Collected data entries

>>

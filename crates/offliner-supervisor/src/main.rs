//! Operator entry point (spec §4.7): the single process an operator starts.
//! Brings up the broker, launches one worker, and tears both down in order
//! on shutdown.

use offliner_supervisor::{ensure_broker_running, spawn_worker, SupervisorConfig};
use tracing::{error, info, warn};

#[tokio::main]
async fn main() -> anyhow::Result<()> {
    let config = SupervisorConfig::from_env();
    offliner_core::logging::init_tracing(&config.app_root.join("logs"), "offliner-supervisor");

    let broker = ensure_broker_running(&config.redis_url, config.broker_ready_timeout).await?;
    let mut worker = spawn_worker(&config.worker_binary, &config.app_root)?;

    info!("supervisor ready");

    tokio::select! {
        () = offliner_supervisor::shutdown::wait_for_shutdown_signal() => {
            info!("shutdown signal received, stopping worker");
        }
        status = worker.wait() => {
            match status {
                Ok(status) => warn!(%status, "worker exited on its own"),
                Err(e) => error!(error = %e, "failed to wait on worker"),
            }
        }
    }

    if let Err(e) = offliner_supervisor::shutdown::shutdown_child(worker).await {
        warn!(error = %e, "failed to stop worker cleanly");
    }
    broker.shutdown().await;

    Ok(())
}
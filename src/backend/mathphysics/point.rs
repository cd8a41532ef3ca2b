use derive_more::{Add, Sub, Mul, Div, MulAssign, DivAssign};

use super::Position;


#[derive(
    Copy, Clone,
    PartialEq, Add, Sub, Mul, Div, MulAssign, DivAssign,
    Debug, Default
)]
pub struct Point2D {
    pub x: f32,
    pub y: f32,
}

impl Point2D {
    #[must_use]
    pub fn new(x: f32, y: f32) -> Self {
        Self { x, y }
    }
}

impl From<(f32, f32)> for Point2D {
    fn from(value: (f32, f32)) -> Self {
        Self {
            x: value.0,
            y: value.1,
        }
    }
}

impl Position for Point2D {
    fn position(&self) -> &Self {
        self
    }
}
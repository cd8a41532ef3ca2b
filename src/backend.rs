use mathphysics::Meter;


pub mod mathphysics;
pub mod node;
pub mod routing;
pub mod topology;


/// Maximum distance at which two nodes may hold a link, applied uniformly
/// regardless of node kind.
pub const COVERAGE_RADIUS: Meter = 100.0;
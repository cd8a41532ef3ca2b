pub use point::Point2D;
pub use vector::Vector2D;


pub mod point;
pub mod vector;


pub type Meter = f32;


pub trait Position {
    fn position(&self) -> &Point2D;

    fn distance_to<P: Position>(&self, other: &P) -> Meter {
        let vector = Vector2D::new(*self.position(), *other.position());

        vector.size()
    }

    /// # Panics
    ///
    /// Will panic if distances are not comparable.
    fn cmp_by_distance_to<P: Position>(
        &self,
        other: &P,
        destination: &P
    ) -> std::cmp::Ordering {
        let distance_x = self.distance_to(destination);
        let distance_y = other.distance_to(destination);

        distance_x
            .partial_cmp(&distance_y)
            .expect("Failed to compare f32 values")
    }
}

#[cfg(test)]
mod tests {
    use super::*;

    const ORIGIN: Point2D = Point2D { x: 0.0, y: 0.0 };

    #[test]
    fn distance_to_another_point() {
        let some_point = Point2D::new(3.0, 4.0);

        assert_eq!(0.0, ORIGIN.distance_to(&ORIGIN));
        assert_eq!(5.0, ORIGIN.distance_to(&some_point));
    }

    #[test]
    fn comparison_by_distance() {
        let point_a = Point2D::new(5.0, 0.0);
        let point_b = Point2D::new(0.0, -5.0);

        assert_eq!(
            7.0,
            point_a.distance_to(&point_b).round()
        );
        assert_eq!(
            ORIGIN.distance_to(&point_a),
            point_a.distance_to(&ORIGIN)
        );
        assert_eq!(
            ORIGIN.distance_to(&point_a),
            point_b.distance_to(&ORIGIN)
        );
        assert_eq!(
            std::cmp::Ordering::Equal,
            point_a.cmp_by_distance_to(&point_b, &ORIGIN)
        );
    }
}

<<
>>

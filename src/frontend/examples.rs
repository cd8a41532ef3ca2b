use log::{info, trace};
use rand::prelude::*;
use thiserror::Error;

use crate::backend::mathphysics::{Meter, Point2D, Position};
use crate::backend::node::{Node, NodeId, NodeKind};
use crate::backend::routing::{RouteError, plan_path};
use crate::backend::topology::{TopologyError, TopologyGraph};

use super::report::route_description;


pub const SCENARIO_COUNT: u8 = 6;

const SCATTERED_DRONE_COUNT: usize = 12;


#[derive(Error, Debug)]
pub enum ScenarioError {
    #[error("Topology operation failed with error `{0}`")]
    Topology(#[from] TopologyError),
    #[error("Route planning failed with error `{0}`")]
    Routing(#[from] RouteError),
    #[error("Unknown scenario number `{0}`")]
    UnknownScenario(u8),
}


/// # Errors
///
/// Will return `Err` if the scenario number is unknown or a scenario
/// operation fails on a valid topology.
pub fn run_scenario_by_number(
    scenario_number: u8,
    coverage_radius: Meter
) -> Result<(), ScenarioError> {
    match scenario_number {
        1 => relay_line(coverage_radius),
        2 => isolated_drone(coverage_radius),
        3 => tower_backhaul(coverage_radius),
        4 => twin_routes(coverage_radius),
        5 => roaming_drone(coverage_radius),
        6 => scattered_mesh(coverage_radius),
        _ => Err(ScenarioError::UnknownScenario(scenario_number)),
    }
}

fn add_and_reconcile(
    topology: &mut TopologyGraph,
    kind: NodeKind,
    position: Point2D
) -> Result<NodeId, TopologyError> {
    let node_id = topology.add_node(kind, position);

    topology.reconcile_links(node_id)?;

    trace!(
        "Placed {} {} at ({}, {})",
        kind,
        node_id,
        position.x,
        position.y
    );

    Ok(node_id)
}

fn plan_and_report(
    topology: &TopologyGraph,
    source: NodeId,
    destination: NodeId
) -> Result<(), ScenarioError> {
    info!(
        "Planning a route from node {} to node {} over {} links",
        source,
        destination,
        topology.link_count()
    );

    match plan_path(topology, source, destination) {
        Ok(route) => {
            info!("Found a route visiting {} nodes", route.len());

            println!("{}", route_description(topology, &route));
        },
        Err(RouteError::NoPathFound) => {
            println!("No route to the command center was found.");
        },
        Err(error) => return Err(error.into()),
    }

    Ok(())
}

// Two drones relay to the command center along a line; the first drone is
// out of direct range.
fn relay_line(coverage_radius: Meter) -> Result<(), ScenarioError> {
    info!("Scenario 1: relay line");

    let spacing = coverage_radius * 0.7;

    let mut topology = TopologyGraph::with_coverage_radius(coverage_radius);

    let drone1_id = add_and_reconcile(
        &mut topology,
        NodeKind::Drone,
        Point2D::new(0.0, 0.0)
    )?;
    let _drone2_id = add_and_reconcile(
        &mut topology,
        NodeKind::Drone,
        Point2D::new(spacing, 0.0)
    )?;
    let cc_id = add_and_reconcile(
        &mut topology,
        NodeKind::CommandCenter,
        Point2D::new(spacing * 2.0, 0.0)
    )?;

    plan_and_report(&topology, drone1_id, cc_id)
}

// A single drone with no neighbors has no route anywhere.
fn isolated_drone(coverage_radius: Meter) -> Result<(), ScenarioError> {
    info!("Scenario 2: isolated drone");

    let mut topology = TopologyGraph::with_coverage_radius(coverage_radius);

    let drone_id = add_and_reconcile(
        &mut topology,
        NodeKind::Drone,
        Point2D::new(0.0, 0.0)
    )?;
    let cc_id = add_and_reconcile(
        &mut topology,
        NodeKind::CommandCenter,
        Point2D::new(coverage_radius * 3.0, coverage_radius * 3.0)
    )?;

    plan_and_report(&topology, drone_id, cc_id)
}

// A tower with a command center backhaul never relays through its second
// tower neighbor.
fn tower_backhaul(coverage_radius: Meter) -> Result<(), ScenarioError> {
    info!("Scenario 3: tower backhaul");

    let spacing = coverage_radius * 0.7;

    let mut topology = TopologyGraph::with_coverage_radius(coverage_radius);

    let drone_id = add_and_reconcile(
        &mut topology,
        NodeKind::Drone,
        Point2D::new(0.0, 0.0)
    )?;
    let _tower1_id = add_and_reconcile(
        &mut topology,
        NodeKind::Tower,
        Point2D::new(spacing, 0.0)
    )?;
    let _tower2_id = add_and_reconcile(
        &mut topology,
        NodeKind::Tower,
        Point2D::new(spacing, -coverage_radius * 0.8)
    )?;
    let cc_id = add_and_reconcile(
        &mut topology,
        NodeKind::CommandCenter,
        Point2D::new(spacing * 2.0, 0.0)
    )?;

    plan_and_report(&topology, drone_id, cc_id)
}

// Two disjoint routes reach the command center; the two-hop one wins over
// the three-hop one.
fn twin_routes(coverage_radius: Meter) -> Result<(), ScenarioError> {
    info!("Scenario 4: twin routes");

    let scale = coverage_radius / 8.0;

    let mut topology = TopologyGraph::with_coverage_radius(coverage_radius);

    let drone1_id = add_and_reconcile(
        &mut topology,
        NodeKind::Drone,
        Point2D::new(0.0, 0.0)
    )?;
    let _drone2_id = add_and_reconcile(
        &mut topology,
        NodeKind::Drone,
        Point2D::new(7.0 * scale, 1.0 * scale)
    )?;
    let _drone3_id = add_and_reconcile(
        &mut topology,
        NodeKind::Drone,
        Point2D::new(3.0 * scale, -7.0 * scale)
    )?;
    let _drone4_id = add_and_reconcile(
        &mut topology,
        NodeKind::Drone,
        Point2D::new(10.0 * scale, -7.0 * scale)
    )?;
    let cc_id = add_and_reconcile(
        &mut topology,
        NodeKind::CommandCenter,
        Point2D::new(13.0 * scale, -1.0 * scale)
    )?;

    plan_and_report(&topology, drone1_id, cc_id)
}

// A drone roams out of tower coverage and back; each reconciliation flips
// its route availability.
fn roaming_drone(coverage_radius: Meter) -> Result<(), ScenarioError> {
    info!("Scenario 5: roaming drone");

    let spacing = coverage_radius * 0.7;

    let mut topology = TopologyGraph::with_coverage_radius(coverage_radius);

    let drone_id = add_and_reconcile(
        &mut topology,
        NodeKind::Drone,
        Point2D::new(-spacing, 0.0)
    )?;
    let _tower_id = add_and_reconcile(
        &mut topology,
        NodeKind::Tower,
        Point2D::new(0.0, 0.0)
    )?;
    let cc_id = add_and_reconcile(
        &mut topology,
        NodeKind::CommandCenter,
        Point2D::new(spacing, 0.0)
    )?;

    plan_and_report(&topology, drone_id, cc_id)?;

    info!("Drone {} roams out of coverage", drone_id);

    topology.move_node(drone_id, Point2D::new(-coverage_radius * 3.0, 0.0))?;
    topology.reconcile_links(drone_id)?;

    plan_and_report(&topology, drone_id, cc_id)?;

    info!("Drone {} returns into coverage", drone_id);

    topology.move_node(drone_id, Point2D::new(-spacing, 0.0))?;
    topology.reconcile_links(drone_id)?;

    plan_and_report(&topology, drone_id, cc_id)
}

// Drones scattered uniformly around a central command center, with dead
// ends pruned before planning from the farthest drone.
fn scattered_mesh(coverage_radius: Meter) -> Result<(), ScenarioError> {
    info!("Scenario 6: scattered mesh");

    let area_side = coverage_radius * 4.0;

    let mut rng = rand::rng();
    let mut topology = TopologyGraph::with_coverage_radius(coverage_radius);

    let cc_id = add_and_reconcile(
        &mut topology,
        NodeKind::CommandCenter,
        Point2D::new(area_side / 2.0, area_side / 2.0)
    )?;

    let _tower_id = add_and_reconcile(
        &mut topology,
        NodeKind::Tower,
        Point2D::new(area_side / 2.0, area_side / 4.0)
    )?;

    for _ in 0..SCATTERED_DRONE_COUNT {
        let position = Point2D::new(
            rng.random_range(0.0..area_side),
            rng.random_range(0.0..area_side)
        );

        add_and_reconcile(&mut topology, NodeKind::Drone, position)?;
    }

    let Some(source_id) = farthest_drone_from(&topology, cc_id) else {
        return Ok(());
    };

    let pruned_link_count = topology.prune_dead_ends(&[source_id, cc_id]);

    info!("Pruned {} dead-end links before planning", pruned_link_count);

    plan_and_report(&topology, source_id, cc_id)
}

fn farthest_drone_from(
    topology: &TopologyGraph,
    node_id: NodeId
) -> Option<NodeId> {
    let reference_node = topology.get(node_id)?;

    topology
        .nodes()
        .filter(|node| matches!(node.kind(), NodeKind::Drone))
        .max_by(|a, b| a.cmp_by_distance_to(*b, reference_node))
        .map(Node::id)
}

<<

- What you should do -
Collect the lines of the data that carry the word "Ordering".

- Solution for this task -
    ) -> std::cmp::Ordering {
            std::cmp::Ordering::Equal,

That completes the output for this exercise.